You have two very large binary trees: T1, with millions of nodes, and T2, with hundreds of nodes. Create an algoritm to decide if T2 is a subtre of t1

Note that the problem here specifies that T1 has millions of nodes—this means that we should be careful of how much space we use. Let’s say, for example, T1 has 10 million nodes—this means that the data alone is about 40 mb. We could create a string representing the inorder and preorder traversals. If T2’s preorder traversal is a substring of T1’s preorder traversal, and T2’s inorder traversal is a substring of T1’s inorder traversal, then T2 is a substring
of T1. We can check this using a suffix tree. However, we may hit memory limitations because suffix trees are extremely memory intensive. If this become an issue, we can use an alternative approach.
Alternative Approach: The treeMatch procedure visits each node in the small tree at most once and is called no more than once per node of the large tree. Worst case runtime is at most O(n * m), where n and m are the sizes of trees T1 and T2, respectively. If k is the number of occurrences of T2’s root in T1, the worst case runtime can be characterized as O(n + k * m).

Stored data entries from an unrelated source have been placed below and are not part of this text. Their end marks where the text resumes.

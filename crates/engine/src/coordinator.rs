//! Transaction coordinator for managing transaction lifecycle
//!
//! The TransactionCoordinator wraps TransactionManager and adds:
//! - Active transaction tracking
//! - Transaction metrics (started, committed, aborted, retried)
//! - Conversion of commit failures into [`LinkageError`]

use linkage_concurrency::{TransactionContext, TransactionManager};
use linkage_core::{ContactStore, LinkageError, LinkageResult};
use std::sync::atomic::{AtomicU64, Ordering};
use std::sync::Arc;
use tracing::{debug, info, warn};

/// Transaction coordinator for the database
///
/// # Memory Ordering
///
/// The metric counters are observational only and use Relaxed ordering.
/// They do not synchronize any other memory operations.
pub struct TransactionCoordinator {
    /// Transaction manager for ID/version allocation and commit
    manager: TransactionManager,
    active_count: AtomicU64,
    total_started: AtomicU64,
    total_committed: AtomicU64,
    total_aborted: AtomicU64,
    /// Attempts re-run after a conflict
    total_retried: AtomicU64,
}

impl TransactionCoordinator {
    /// Create new coordinator with initial version
    ///
    /// # Arguments
    /// * `initial_version` - Starting version (typically the store's current version)
    pub fn new(initial_version: u64) -> Self {
        Self {
            manager: TransactionManager::new(initial_version),
            active_count: AtomicU64::new(0),
            total_started: AtomicU64::new(0),
            total_committed: AtomicU64::new(0),
            total_aborted: AtomicU64::new(0),
            total_retried: AtomicU64::new(0),
        }
    }

    /// Start a new transaction against `store`
    ///
    /// Increments active count and total started metrics.
    pub fn start_transaction(&self, store: &Arc<dyn ContactStore>) -> TransactionContext {
        let txn = self.manager.begin(Arc::clone(store));

        self.active_count.fetch_add(1, Ordering::Relaxed);
        self.total_started.fetch_add(1, Ordering::Relaxed);

        debug!(
            target: "linkage::txn",
            txn_id = txn.txn_id,
            start_version = txn.start_version,
            "Transaction started"
        );
        txn
    }

    /// Commit a transaction through the concurrency layer
    ///
    /// # Returns
    /// * `Ok(commit_version)` - Transaction committed successfully
    /// * `Err(ConcurrentConflict)` - Read set changed since it was observed
    /// * `Err(..)` - Store failure or invalid state
    pub fn commit(
        &self,
        txn: &mut TransactionContext,
        store: &dyn ContactStore,
    ) -> LinkageResult<u64> {
        match self.manager.commit(txn, store) {
            Ok(version) => {
                self.record_commit();
                info!(
                    target: "linkage::txn",
                    txn_id = txn.txn_id,
                    version,
                    writes = txn.write_count(),
                    "Transaction committed"
                );
                Ok(version)
            }
            Err(e) => {
                self.record_abort();
                warn!(target: "linkage::txn", txn_id = txn.txn_id, error = %e, "Transaction aborted");
                Err(LinkageError::from(e))
            }
        }
    }

    /// Abort a transaction, discarding its buffered writes
    pub fn abort(&self, txn: &mut TransactionContext, reason: impl Into<String>) {
        let reason = reason.into();
        debug!(target: "linkage::txn", txn_id = txn.txn_id, reason = %reason, "Transaction abandoned");
        self.manager.abort(txn, reason);
        self.record_abort();
    }

    /// Record transaction commit
    ///
    /// Decrements active count (saturating at 0) and increments committed count.
    pub fn record_commit(&self) {
        self.leave_active();
        self.total_committed.fetch_add(1, Ordering::Relaxed);
    }

    /// Record transaction abort
    ///
    /// Decrements active count (saturating at 0) and increments aborted count.
    pub fn record_abort(&self) {
        self.leave_active();
        self.total_aborted.fetch_add(1, Ordering::Relaxed);
    }

    /// Record that an aborted attempt is about to be re-run
    pub fn record_retry(&self) {
        self.total_retried.fetch_add(1, Ordering::Relaxed);
    }

    fn leave_active(&self) {
        let _ = self
            .active_count
            .fetch_update(Ordering::Relaxed, Ordering::Relaxed, |x| {
                Some(x.saturating_sub(1))
            });
    }

    /// Get current global version
    pub fn current_version(&self) -> u64 {
        self.manager.current_version()
    }

    /// Get current active transaction count
    pub fn active_count(&self) -> u64 {
        self.active_count.load(Ordering::SeqCst)
    }

    /// Get transaction metrics
    pub fn metrics(&self) -> TransactionMetrics {
        let started = self.total_started.load(Ordering::Relaxed);
        let committed = self.total_committed.load(Ordering::Relaxed);

        TransactionMetrics {
            active_count: self.active_count.load(Ordering::Relaxed),
            total_started: started,
            total_committed: committed,
            total_aborted: self.total_aborted.load(Ordering::Relaxed),
            total_retried: self.total_retried.load(Ordering::Relaxed),
            commit_rate: if started > 0 {
                committed as f64 / started as f64
            } else {
                0.0
            },
        }
    }
}

/// Transaction metrics
#[derive(Debug, Clone)]
pub struct TransactionMetrics {
    /// Number of currently active transactions
    pub active_count: u64,
    /// Total number of transactions started
    pub total_started: u64,
    /// Total number of transactions committed
    pub total_committed: u64,
    /// Total number of transactions aborted
    pub total_aborted: u64,
    /// Total number of conflict retries
    pub total_retried: u64,
    /// Commit success rate (committed / started)
    pub commit_rate: f64,
}

impl TransactionMetrics {
    /// Total transactions that completed (committed + aborted)
    pub fn total_completed(&self) -> u64 {
        self.total_committed + self.total_aborted
    }

    /// Abort rate (aborted / started)
    pub fn abort_rate(&self) -> f64 {
        if self.total_started > 0 {
            self.total_aborted as f64 / self.total_started as f64
        } else {
            0.0
        }
    }
}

boolean containsTree(TreeNode t1, TreeNode t2) {
if (t2 == null) return true; // The empty tree is always a subtree
else return subTree(t1, t2);
}

boolean subTree(TreeNode r1, TreeNode r2) {
if (r1 == null)
return false; // big tree empty & subtree still not found.
if (r1.data == r2.data) {
if (matchTree(r1,r2)) return true;
}
return (subTree(r1.left, r2) || subTree(r1.right, r2));
}

boolean matchTree(TreeNode r1, TreeNode r2) {
if (r2 == null && r1 == null)
return true; // nothing left in the subtree
if (r1 == null || r2 == null)
return false; // big tree empty & subtree still not found
if (r1.data != r2.data)
return false; // data doesn’t match
return (matchTree(r1.left, r2.left) &&
matchTree(r1.right, r2.right));
}
}